Quando ti guardi allo specchio e l'unica cosa che vorresti fare è scappare. E magari correre da un bravo chirurgo estetico. Per farti rimuovere la ciccia di troppo, ritoccare le labbra inesistenti, o ancora cercare di non assomigliare ad una tavola da surf e farti regalare qualche curva in più. Che poi, regalare. Diciamo che scambi un rene per un po' di qualcosa che nel tuo immaginario contribuirà a renderti migliore. Più bella.

È esattamente così che mi sento in questo momento.

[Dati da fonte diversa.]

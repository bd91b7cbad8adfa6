use crate::{error::ValidationError, media::MediaKind, types::GroupId};
use serde::{Deserialize, Serialize};
use std::collections::BTreeMap;

///
/// Group
///
/// Identity factory for one logical group. Minting elements from the same
/// factory ties samples in different slices to one shared group identity.
///

#[derive(Clone, Copy, Debug, Eq, PartialEq)]
pub struct Group {
    id: GroupId,
}

impl Group {
    /// Mint a fresh group identity.
    #[must_use]
    pub fn new() -> Self {
        Self { id: GroupId::new() }
    }

    /// The shared identity of every element minted from this factory.
    #[must_use]
    pub const fn id(&self) -> GroupId {
        self.id
    }

    /// Mint the membership record for one named slice of this group.
    #[must_use]
    pub fn element(&self, name: impl Into<String>) -> GroupElement {
        GroupElement {
            id: self.id,
            name: name.into(),
        }
    }
}

impl Default for Group {
    fn default() -> Self {
        Self::new()
    }
}

///
/// GroupElement
///
/// The value a sample carries in the collection's group field: the group
/// identity plus the name of the slice this sample fills.
///

#[derive(Clone, Debug, Eq, PartialEq, Serialize, Deserialize)]
pub struct GroupElement {
    pub id: GroupId,
    pub name: String,
}

///
/// GroupConfig
///
/// Group configuration of one collection: which field holds group elements,
/// the default and active slices, and the slice-to-media-kind map observed
/// so far. This record is the single source of truth for group state; both
/// explicit declaration and first-insert inference write into it.
///
/// Serializes losslessly, so the grouped state of a collection is fully
/// reconstructible from this structure alone.
///

#[derive(Clone, Debug, Eq, PartialEq, Serialize, Deserialize)]
pub struct GroupConfig {
    pub field: String,
    pub default_slice: Option<String>,
    pub active_slice: Option<String>,
    pub media: BTreeMap<String, MediaKind>,
}

impl GroupConfig {
    /// Build a config for a newly declared group field. The default slice,
    /// when given, doubles as the initial active slice.
    pub(crate) fn new(field: impl Into<String>, default_slice: Option<String>) -> Self {
        Self {
            field: field.into(),
            active_slice: default_slice.clone(),
            default_slice,
            media: BTreeMap::new(),
        }
    }

    /// Declared slice names, in lexicographic order.
    #[must_use]
    pub fn slices(&self) -> Vec<&str> {
        self.media.keys().map(String::as_str).collect()
    }

    /// The declared media kind of one slice.
    #[must_use]
    pub fn slice_media(&self, name: &str) -> Option<MediaKind> {
        self.media.get(name).copied()
    }

    /// Record that `slice` holds `kind` media. The first observation of a
    /// slice declares its kind collection-wide; later observations must
    /// agree. The first slice ever observed becomes the default and active
    /// slice when none is set yet.
    pub(crate) fn observe(&mut self, slice: &str, kind: MediaKind) -> Result<(), ValidationError> {
        match self.media.get(slice) {
            Some(declared) if *declared != kind => Err(ValidationError::SliceMediaKind {
                slice: slice.to_string(),
                declared: *declared,
                observed: kind,
            }),
            Some(_) => Ok(()),
            None => {
                self.media.insert(slice.to_string(), kind);
                if self.default_slice.is_none() {
                    self.default_slice = Some(slice.to_string());
                }
                if self.active_slice.is_none() {
                    self.active_slice = Some(slice.to_string());
                }
                Ok(())
            }
        }
    }

    /// Re-elect the default and active slices after a slice was removed.
    ///
    /// Tie-break: the lexicographically smallest remaining slice name wins.
    /// With no slices left, both roles are unset.
    pub(crate) fn elect_fallback(&mut self) {
        let fallback = self.media.keys().next().cloned();

        if self
            .default_slice
            .as_ref()
            .is_none_or(|name| !self.media.contains_key(name))
        {
            self.default_slice = fallback.clone();
        }
        if self
            .active_slice
            .as_ref()
            .is_none_or(|name| !self.media.contains_key(name))
        {
            self.active_slice = fallback;
        }
    }

    /// Rename a slice in the media map and in the default/active roles.
    pub(crate) fn rename_slice(&mut self, old: &str, new: &str) {
        if let Some(kind) = self.media.remove(old) {
            self.media.insert(new.to_string(), kind);
        }
        if self.default_slice.as_deref() == Some(old) {
            self.default_slice = Some(new.to_string());
        }
        if self.active_slice.as_deref() == Some(old) {
            self.active_slice = Some(new.to_string());
        }
    }
}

Sono davanti allo specchio di camera mia, e ho appena indossato un paio di pantaloni neri ed una semplice maglietta bianca per andare al luna park insieme a Mir e Teo.

E dopo aver detto questo, ci si potrebbe chiedere dove stia il problema.

Beh, lo dico subito: le mie gambe.

Purtroppo quando mia mamma ha deciso di mettermi al mondo avrà pensato che delle gambe non me ne facessi molto, oppure deve avermi voluto veramente male, altrimenti non mi spiego il perché di queste due "cose" che mi ritrovo attaccate al bacino. Onestamente, più le guardo e meno riesco a trovare qualcosa di bello in loro. Sono senza ombra di dubbio la parte più brutta di tutto il mio corpo. E anche qui, qualcuno potrebbe dire (come praticamente fa Miriam ogni volta che mi lamento): "ma dove sta il problema? Hai un viso bellissimo, che t'importa delle gambe? Anche perché non sono così brutte come credi".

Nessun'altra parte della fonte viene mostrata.